My stress around this situation escalates prior to the holidays, birthday parties, or anytime my husband invites people over and only mentions it to me a couple hours before they arrive.
Three days before my son’s sixth birthday party, the sheer ugliness of our kitchen walls (peach-so dated!) propelled me to paint them (flax-so contemporary). I didn’t take into account prepping and trim work and passed out the night before the party at 9:00 pm with a half-painted room. My husband rescued me and stayed up way too late to finish the job. I think he was just getting into bed when the coffee pot went off. Today he tells me how great our place looks, no matter how it really looks.
But here is how it looks now. A traditional brown entryway rug (collected along the way) welcomes visitors into our home. The conservative and tasteful rug suggests we may have pictures of hunting dogs on the wall. But instead we have a large contemporary wall clock that always reads 3:35.
In what would be a formal living room, we have a black upright Baldwin piano. Good move right? But right next to that is a plastic train set, an antique sewing machine (my grandmother’s) and a modern multi-colored lamp that I bought at a design show, but later found out matches nothing at home.

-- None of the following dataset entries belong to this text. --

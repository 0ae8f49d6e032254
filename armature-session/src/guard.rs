//! Serialization of backend calls.

use serde::{Deserialize, Serialize};
use std::collections::HashMap;
use std::sync::{Arc, Mutex as StdMutex};
use tokio::sync::{Mutex, OwnedMutexGuard};

/// Minimum table size before idle per-key locks are pruned.
const PRUNE_THRESHOLD: usize = 1024;

/// How backend calls are serialized.
#[derive(Debug, Clone, Copy, Default, PartialEq, Eq, Serialize, Deserialize)]
#[serde(rename_all = "snake_case")]
pub enum LockStrategy {
    /// One lock for every backend call across all sessions.
    ///
    /// Safe with clients that are not thread-safe, at the cost of throughput.
    #[default]
    Global,
    /// One lock per backend key; different sessions run in parallel.
    PerKey,
}

/// Per-key locks and the size at which the next prune runs.
#[derive(Debug)]
struct KeyTable {
    locks: HashMap<String, Arc<Mutex<()>>>,
    prune_at: usize,
}

impl Default for KeyTable {
    fn default() -> Self {
        Self {
            locks: HashMap::new(),
            prune_at: PRUNE_THRESHOLD,
        }
    }
}

/// Exclusive lock held around each backend call.
#[derive(Debug)]
pub struct ConcurrencyGuard {
    strategy: LockStrategy,
    global: Arc<Mutex<()>>,
    keyed: StdMutex<KeyTable>,
}

/// Held while a backend call is in flight.
pub struct GuardToken {
    _guard: OwnedMutexGuard<()>,
}

impl ConcurrencyGuard {
    pub fn new(strategy: LockStrategy) -> Self {
        Self {
            strategy,
            global: Arc::new(Mutex::new(())),
            keyed: StdMutex::new(KeyTable::default()),
        }
    }

    pub fn strategy(&self) -> LockStrategy {
        self.strategy
    }

    /// Acquire exclusive access for `key`.
    pub async fn lock(&self, key: &str) -> GuardToken {
        let mutex = match self.strategy {
            LockStrategy::Global => self.global.clone(),
            LockStrategy::PerKey => self.key_mutex(key),
        };
        GuardToken {
            _guard: mutex.lock_owned().await,
        }
    }

    fn key_mutex(&self, key: &str) -> Arc<Mutex<()>> {
        // the table only holds Arcs, so a poisoned lock still has valid data
        let mut table = self.keyed.lock().unwrap_or_else(|e| e.into_inner());
        if table.locks.len() >= table.prune_at {
            table.locks.retain(|_, mutex| Arc::strong_count(mutex) > 1);
            // next scan once the live set has doubled
            let live = table.locks.len();
            table.prune_at = (live * 2).max(PRUNE_THRESHOLD);
        }
        table
            .locks
            .entry(key.to_string())
            .or_insert_with(|| Arc::new(Mutex::new(())))
            .clone()
    }

    #[cfg(test)]
    fn tracked_keys(&self) -> usize {
        self.keyed.lock().unwrap_or_else(|e| e.into_inner()).locks.len()
    }

    #[cfg(test)]
    fn prune_at(&self) -> usize {
        self.keyed.lock().unwrap_or_else(|e| e.into_inner()).prune_at
    }
}

impl Default for ConcurrencyGuard {
    fn default() -> Self {
        Self::new(LockStrategy::Global)
    }
}
use crate::constants::{FORECAST_DAYS, PROVINCE, UNKNOWN_WEATHER};
use crate::locations::LocationEntry;
use crate::models::{
    CurrentConditions, CurrentData, DailyData, ForecastDay, OpenMeteoResponse, ReportLocation,
    WeatherReport,
};

/// Reshapes an Open-Meteo response into the public report for `location`.
///
/// Absent current values read as 0. Absent daily maxima and minima read as
/// `None`, and so does a daily value of exactly 0.0: the provider's zero and
/// a missing value are not told apart in the forecast.
pub fn build_report(location: &LocationEntry, response: OpenMeteoResponse) -> WeatherReport {
    let current = response.current.unwrap_or_default();
    let daily = response.daily.unwrap_or_default();

    WeatherReport {
        location: ReportLocation {
            province: PROVINCE,
            city: location.city,
        },
        current: format_current(&current),
        forecast: format_forecast(&daily),
    }
}

fn format_current(current: &CurrentData) -> CurrentConditions {
    let weather_code = current.weather_code.unwrap_or(0);

    CurrentConditions {
        temperature: round_to_tenth(current.temperature.unwrap_or(0.0)),
        feels_like: round_to_tenth(current.apparent_temperature.unwrap_or(0.0)),
        humidity: current.relative_humidity.unwrap_or(0.0).round() as i64,
        wind_speed: round_to_tenth(current.wind_speed.unwrap_or(0.0)),
        weather: weather_code_to_description(weather_code),
        weather_code,
    }
}

fn format_forecast(daily: &DailyData) -> Vec<ForecastDay> {
    daily
        .time()
        .iter()
        .take(FORECAST_DAYS)
        .enumerate()
        .map(|(i, date)| ForecastDay {
            date: date.clone(),
            weather: weather_code_to_description(daily.weather_code_at(i).unwrap_or(0)),
            max_temp: present_temperature(daily.temperature_max_at(i)),
            min_temp: present_temperature(daily.temperature_min_at(i)),
        })
        .collect()
}

fn present_temperature(value: Option<f64>) -> Option<f64> {
    value.filter(|v| *v != 0.0).map(round_to_tenth)
}

/// Rounds to one decimal place, ties away from zero (`-2.25` becomes `-2.3`).
pub fn round_to_tenth(value: f64) -> f64 {
    // adding 0.0 turns -0.0 into 0.0
    (value * 10.0).round() / 10.0 + 0.0
}

/// Converts WMO weather code to its Chinese description
pub fn weather_code_to_description(code: i64) -> &'static str {
    match code {
        0 => "晴天",
        1 => "主要晴天",
        2 => "部分多云",
        3 => "阴天",
        45 => "雾",
        48 => "冻雾",
        51 | 61 => "小雨",
        53 | 63 => "中雨",
        55 | 65 => "大雨",
        56 | 66 => "冻雨",
        57 | 67 => "大冻雨",
        71 => "小雪",
        73 => "中雪",
        75 => "大雪",
        77 => "雪粒",
        80 => "阵雨",
        81 => "中阵雨",
        82 => "大阵雨",
        85 => "小阵雪",
        86 => "大阵雪",
        95 => "雷阵雨",
        96 => "雷阵雨伴冰雹",
        99 => "大雷阵雨伴冰雹",
        _ => UNKNOWN_WEATHER,
    }
}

Our slipcovered sofa (not really a slipcover gal) begs for appropriate coffee tables to share space with. Our windows cry out for “treatments” they know they will never receive. I have to remind them of their position. If anyone is going to receive a “treatment” around here, it better be me.
We enjoyed my grandmother’s cherry dining room table for many years until the chairs fell apart and we moved across the country. Now we sit on my mother-in-law’s dining room chairs and use her table. She was downsizing and we were table-less and so goes my furniture acquisition story.

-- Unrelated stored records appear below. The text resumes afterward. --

use rmcp::{
    handler::server::{wrapper::Parameters, ServerHandler, tool::ToolRouter},
    model::{CallToolResult, Content, Implementation, ProtocolVersion, ServerCapabilities, ServerInfo},
    tool, tool_handler, tool_router,
    ErrorData as McpError,
};
use serde::Serialize;

use crate::constants::{FETCH_ERROR_MESSAGE, PROVINCE};
use crate::error::WeatherError;
use crate::locations;
use crate::models::{GetWeatherReportRequest, LocationList};
use crate::service::WeatherService;

/// MCP front end over the weather lookup
#[derive(Clone)]
pub struct WeatherTools {
    service: WeatherService,
    tool_router: ToolRouter<Self>,
}

impl WeatherTools {
    pub fn new(service: WeatherService) -> Self {
        Self {
            service,
            tool_router: Self::tool_router(),
        }
    }
}

fn json_content<T: Serialize>(value: &T) -> Result<CallToolResult, McpError> {
    let text = serde_json::to_string_pretty(value)
        .map_err(|e| McpError::internal_error(format!("Failed to encode result: {}", e), None))?;
    Ok(CallToolResult::success(vec![Content::text(text)]))
}

#[tool_handler]
impl ServerHandler for WeatherTools {
    fn get_info(&self) -> ServerInfo {
        ServerInfo {
            protocol_version: ProtocolVersion::V_2024_11_05,
            capabilities: ServerCapabilities::builder().enable_tools().build(),
            server_info: Implementation {
                name: "jiangxi-weather".to_string(),
                version: env!("CARGO_PKG_VERSION").to_string(),
                icons: None,
                title: None,
                website_url: None,
            },
            instructions: Some(
                "Current conditions and a five-day forecast for cities and counties of \
                Jiangxi province, powered by Open-Meteo. Call list_locations to discover \
                valid location ids."
                    .to_string(),
            ),
        }
    }
}

#[tool_router]
impl WeatherTools {
    /// Gets the normalized weather report for a Jiangxi location
    #[tool(description = "Get current weather and a five-day forecast for a Jiangxi location. Provide a location id such as 'nanchang', 'jiujiang' or 'ganzhou' (see list_locations).")]
    async fn get_weather_report(
        &self,
        Parameters(request): Parameters<GetWeatherReportRequest>,
    ) -> Result<CallToolResult, McpError> {
        tracing::info!("Getting weather report for: {}", request.location_id);

        let report = self
            .service
            .get_weather_report(&request.location_id)
            .await
            .map_err(|e| match e {
                WeatherError::LocationNotFound(id) => McpError::invalid_params(
                    format!("Unknown location id '{}'. Use list_locations to see valid ids.", id),
                    None,
                ),
                other => {
                    tracing::error!(kind = other.kind(), error = %other, "Weather tool failed");
                    McpError::internal_error(FETCH_ERROR_MESSAGE, None)
                }
            })?;

        json_content(&report)
    }

    /// Lists every location id the service knows
    #[tool(description = "List the Jiangxi location ids, display names and coordinates accepted by get_weather_report.")]
    async fn list_locations(&self) -> Result<CallToolResult, McpError> {
        json_content(&LocationList {
            province: PROVINCE,
            locations: locations::all(),
        })
    }
}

My burning desire for a well appointed home, doesn’t stop in the public rooms. Our master bedroom is a mish mash of furniture and color. This causes me to snarl and pout every so often – usually right after I’ve been to someone’s newly renovated home in an impossibly upscale neighborhood.
My grandmother’s oak bedside tables are perfectly serviceable, but I could really do without the huge front doorknockers that serve as handles. The cherry antique armoire looks down on the ebony IKEA bookshelf. The floor lamp laughs at the ceiling where recessed light should be.

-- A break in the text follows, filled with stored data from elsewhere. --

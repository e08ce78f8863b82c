use anyhow::{Context, Result};
use axum::{
    extract::{rejection::QueryRejection, Query, State},
    http::{header, HeaderValue, Method, StatusCode},
    response::{IntoResponse, Response},
    routing::get,
    Router,
};
use serde::Serialize;
use tower_http::cors::{Any, CorsLayer};

use crate::constants::{DEFAULT_LOCATION_ID, JSON_CONTENT_TYPE, PROVINCE};
use crate::error::error_response;
use crate::locations;
use crate::models::LocationList;
use crate::service::WeatherService;

pub fn router(service: WeatherService) -> Router {
    let cors = CorsLayer::new()
        .allow_origin(Any)
        .allow_methods([Method::GET, Method::OPTIONS])
        .allow_headers(Any);

    Router::new()
        .route("/", get(get_weather))
        .route("/api/weather", get(get_weather))
        .route("/api/locations", get(get_locations))
        .route("/health", get(health_check))
        .layer(cors)
        .with_state(service)
}

pub async fn run(host: &str, port: u16, service: WeatherService) -> Result<()> {
    let listener = tokio::net::TcpListener::bind((host, port))
        .await
        .with_context(|| format!("Failed to bind {host}:{port}"))?;
    tracing::info!("Weather endpoint listening on http://{}", listener.local_addr()?);

    axum::serve(listener, router(service))
        .await
        .context("HTTP server failed")
}

async fn get_weather(
    State(service): State<WeatherService>,
    query: Result<Query<Vec<(String, String)>>, QueryRejection>,
) -> Response {
    let pairs = match query {
        Ok(Query(pairs)) => pairs,
        Err(rejection) => {
            tracing::error!("Rejected query string: {}", rejection);
            return error_response();
        }
    };
    let location_id = requested_location(&pairs);

    match service.get_weather_report(location_id).await {
        Ok(report) => json_response(StatusCode::OK, &report),
        Err(e) => e.into_response(),
    }
}

/// Last `location_id` wins; absent or empty means the default
fn requested_location(pairs: &[(String, String)]) -> &str {
    pairs
        .iter()
        .rev()
        .find(|(key, _)| key == "location_id")
        .map(|(_, value)| value.as_str())
        .filter(|id| !id.is_empty())
        .unwrap_or(DEFAULT_LOCATION_ID)
}

async fn get_locations() -> Response {
    let list = LocationList {
        province: PROVINCE,
        locations: locations::all(),
    };
    json_response(StatusCode::OK, &list)
}

async fn health_check() -> Response {
    json_response(
        StatusCode::OK,
        &serde_json::json!({
            "status": "ok",
            "version": env!("CARGO_PKG_VERSION"),
        }),
    )
}

fn json_response<T: Serialize>(status: StatusCode, body: &T) -> Response {
    match serde_json::to_string(body) {
        Ok(body) => (
            status,
            [(header::CONTENT_TYPE, HeaderValue::from_static(JSON_CONTENT_TYPE))],
            body,
        )
            .into_response(),
        Err(e) => {
            tracing::error!("Failed to serialize response: {}", e);
            error_response()
        }
    }
}
//! Weather lookup for Jiangxi province.
//!
//! Resolves a short location id to coordinates, queries Open-Meteo once and
//! reshapes the answer into a localized report, served over HTTP or MCP.

pub mod config;
pub mod constants;
pub mod error;
pub mod formatters;
pub mod locations;
pub mod models;
pub mod service;
pub mod tools;
pub mod web;

pub use config::{Cli, Commands, ServeArgs, ServiceConfig};
pub use error::WeatherError;
pub use models::WeatherReport;
pub use service::WeatherService;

I recently found what I consider to be a stylish chair with a modern tan and brown circle pattern. It doesn’t match our 12-plus year old yellow and blue tiny flowered bedspread at all. Until I find a suitable replacement bedspread, which could be a year or more, we’ll just live with this situation. After awhile, we will forget that the spread doesn’t match and there you have it. Another decorating disaster persists.
And with no headboard on our bed, I’m considering painting one on the wall. NO ONE in my family thinks this is a good idea. But it strikes me as a creative, fun and a completely original way to “furnish” the room. Probably someone already came up with this idea, mastered it to perfection and pinned it. I’ll check that out right after this.
If you visit us, I’ll be slightly nervous that you are a far better decorator than I am. I might resist giving you a tour of the house. I might even suggest we go out. But once I calm down, I will come to my senses and realize that people are more important than things. And I will remind myself that you are far more forgiving of my imperfections than I am. And we will cook some food, eat outside on the second hand patio table and laugh until it gets late and dark. And that experience will make all our furniture look much much better.
Until then, please let me know if you’ve ever successfully painted furniture onto your wall.